Supplied data: Begin

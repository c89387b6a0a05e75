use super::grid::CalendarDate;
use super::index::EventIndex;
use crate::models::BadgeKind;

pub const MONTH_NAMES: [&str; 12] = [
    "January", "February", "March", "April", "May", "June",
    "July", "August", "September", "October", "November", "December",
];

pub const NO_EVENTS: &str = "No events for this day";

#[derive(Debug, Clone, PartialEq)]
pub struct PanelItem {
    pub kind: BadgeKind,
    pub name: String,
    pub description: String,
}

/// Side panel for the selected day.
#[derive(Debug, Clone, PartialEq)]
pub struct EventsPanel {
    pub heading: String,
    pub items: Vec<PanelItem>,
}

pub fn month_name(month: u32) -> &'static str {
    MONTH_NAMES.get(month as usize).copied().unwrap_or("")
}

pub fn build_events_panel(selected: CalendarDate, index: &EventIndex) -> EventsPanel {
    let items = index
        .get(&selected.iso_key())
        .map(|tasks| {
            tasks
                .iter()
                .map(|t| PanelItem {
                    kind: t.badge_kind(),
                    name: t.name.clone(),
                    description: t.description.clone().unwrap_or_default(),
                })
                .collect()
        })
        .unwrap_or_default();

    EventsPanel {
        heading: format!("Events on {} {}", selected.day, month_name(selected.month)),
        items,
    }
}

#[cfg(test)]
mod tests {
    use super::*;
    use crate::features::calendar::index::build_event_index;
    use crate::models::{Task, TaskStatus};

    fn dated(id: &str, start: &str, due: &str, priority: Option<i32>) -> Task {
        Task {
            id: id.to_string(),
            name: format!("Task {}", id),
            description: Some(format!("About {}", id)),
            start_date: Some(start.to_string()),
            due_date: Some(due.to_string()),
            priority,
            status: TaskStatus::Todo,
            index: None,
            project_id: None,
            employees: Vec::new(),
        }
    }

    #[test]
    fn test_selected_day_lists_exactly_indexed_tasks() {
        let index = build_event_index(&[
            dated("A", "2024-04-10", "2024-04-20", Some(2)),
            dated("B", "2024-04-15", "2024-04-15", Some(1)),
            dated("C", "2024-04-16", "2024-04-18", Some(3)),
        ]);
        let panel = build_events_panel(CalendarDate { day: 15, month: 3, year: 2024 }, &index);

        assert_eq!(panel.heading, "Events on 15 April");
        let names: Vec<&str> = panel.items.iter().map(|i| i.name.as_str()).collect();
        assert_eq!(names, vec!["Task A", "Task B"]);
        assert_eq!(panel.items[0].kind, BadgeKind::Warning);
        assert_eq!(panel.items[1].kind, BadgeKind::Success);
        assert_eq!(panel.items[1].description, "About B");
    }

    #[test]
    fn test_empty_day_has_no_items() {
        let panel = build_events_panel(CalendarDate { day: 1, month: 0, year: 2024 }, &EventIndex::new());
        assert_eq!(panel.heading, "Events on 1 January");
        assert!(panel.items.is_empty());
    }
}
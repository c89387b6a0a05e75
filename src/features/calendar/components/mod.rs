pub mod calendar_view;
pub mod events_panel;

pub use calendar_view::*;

Supplied data: End
Supplied data: Begin

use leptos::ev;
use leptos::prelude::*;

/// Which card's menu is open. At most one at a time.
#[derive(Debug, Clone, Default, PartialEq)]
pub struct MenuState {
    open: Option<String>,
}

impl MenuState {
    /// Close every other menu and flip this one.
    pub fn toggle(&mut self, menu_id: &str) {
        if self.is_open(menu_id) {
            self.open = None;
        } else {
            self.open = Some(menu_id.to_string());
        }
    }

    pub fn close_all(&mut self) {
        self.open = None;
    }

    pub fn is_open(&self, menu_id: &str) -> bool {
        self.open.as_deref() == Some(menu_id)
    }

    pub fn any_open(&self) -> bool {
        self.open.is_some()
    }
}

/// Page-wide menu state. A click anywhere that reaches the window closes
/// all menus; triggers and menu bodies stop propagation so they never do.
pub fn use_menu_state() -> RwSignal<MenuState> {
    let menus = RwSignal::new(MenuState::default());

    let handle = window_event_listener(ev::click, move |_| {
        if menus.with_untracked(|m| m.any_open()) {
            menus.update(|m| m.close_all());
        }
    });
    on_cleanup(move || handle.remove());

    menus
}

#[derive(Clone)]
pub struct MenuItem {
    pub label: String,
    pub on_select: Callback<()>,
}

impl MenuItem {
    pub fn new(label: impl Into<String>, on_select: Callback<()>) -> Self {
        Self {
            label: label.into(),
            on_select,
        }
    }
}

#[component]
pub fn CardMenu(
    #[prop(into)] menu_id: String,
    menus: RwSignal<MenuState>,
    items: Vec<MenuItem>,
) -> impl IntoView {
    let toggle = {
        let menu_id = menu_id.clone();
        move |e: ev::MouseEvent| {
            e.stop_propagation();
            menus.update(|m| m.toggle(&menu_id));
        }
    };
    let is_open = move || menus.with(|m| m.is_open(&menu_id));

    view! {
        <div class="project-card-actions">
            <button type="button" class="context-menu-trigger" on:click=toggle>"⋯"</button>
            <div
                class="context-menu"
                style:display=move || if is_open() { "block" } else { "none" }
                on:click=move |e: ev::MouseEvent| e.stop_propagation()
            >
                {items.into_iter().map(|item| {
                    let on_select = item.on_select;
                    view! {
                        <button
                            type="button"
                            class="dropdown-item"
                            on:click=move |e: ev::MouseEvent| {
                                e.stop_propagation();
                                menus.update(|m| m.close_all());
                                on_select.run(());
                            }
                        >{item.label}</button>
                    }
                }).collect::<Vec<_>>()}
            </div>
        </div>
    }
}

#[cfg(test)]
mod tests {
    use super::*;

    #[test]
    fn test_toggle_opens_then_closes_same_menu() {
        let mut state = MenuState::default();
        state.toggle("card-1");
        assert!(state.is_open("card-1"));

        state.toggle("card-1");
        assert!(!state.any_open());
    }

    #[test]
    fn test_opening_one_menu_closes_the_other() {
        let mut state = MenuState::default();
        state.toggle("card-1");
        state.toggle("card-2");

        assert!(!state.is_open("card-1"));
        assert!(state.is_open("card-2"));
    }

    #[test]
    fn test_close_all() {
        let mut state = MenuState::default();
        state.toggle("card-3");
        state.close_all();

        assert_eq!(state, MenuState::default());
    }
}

Supplied data: End
Supplied data: Begin

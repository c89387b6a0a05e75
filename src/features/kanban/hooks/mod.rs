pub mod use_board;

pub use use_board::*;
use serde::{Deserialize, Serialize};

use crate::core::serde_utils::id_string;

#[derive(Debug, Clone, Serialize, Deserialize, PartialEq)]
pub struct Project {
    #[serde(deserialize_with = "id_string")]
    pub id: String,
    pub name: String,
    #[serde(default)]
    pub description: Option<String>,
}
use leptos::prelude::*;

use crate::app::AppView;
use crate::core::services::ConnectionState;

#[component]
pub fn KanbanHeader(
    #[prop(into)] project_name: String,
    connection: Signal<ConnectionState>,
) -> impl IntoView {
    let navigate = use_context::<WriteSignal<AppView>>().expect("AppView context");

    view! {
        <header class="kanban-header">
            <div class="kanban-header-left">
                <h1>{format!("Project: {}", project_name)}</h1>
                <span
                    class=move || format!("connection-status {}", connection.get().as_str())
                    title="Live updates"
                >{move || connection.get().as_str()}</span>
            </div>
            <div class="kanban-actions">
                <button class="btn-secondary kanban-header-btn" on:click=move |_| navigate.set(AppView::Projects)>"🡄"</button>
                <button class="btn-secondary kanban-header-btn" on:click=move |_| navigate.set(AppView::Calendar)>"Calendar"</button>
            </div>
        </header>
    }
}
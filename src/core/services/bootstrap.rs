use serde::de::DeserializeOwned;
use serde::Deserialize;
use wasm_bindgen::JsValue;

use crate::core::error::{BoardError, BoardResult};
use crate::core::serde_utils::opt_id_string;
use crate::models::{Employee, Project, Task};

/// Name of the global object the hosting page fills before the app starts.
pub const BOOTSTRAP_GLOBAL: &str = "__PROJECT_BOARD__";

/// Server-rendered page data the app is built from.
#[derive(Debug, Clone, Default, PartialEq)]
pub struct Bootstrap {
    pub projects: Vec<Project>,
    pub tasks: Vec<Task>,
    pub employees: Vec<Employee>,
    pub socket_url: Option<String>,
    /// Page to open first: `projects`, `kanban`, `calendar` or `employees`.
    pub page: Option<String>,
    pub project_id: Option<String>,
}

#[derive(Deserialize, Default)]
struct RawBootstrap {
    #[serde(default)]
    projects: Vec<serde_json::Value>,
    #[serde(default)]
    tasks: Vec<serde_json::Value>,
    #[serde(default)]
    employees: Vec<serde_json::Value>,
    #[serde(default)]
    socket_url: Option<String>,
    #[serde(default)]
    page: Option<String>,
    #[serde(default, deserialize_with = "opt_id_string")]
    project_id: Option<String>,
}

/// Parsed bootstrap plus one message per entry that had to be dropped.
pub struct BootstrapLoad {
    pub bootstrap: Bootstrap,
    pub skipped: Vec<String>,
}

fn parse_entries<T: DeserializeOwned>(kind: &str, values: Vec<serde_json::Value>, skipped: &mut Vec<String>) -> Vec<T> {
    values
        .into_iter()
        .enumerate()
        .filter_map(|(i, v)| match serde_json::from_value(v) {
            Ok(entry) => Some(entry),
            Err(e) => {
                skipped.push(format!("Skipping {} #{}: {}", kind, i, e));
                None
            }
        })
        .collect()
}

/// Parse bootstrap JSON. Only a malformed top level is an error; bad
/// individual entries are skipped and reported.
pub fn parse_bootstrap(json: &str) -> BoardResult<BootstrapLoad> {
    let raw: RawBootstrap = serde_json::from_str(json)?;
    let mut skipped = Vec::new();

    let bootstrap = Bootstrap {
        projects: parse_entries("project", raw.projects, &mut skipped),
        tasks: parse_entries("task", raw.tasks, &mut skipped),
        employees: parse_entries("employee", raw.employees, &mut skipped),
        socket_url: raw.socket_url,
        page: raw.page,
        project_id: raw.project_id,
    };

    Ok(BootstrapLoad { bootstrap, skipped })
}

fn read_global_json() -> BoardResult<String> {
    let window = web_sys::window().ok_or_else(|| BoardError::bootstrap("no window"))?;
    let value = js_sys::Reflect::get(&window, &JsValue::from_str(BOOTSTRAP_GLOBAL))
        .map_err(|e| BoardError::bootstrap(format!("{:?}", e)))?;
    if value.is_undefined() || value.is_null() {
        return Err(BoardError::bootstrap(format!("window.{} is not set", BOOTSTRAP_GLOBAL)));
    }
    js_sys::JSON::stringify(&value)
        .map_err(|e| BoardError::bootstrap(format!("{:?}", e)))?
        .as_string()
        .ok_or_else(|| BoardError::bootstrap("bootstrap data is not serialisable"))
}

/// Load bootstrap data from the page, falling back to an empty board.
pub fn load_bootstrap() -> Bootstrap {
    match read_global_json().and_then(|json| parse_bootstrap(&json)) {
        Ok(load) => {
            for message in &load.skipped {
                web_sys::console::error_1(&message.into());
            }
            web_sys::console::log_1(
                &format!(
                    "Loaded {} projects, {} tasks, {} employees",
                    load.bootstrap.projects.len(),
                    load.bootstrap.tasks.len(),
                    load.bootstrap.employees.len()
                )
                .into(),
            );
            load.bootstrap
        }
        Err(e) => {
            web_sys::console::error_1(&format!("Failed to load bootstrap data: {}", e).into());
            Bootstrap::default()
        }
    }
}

Supplied data: End

# Task requirements
Out of the data above, transcribe exactly and only the lines starting with the line that has "use wasm_bindgen::JsValue;" and going on through the line that has "the app starts.", both included.

# Response to the exercise
use wasm_bindgen::JsValue;

use crate::core::error::{BoardError, BoardResult};
use crate::core::serde_utils::opt_id_string;
use crate::models::{Employee, Project, Task};

/// Name of the global object the hosting page fills before the app starts.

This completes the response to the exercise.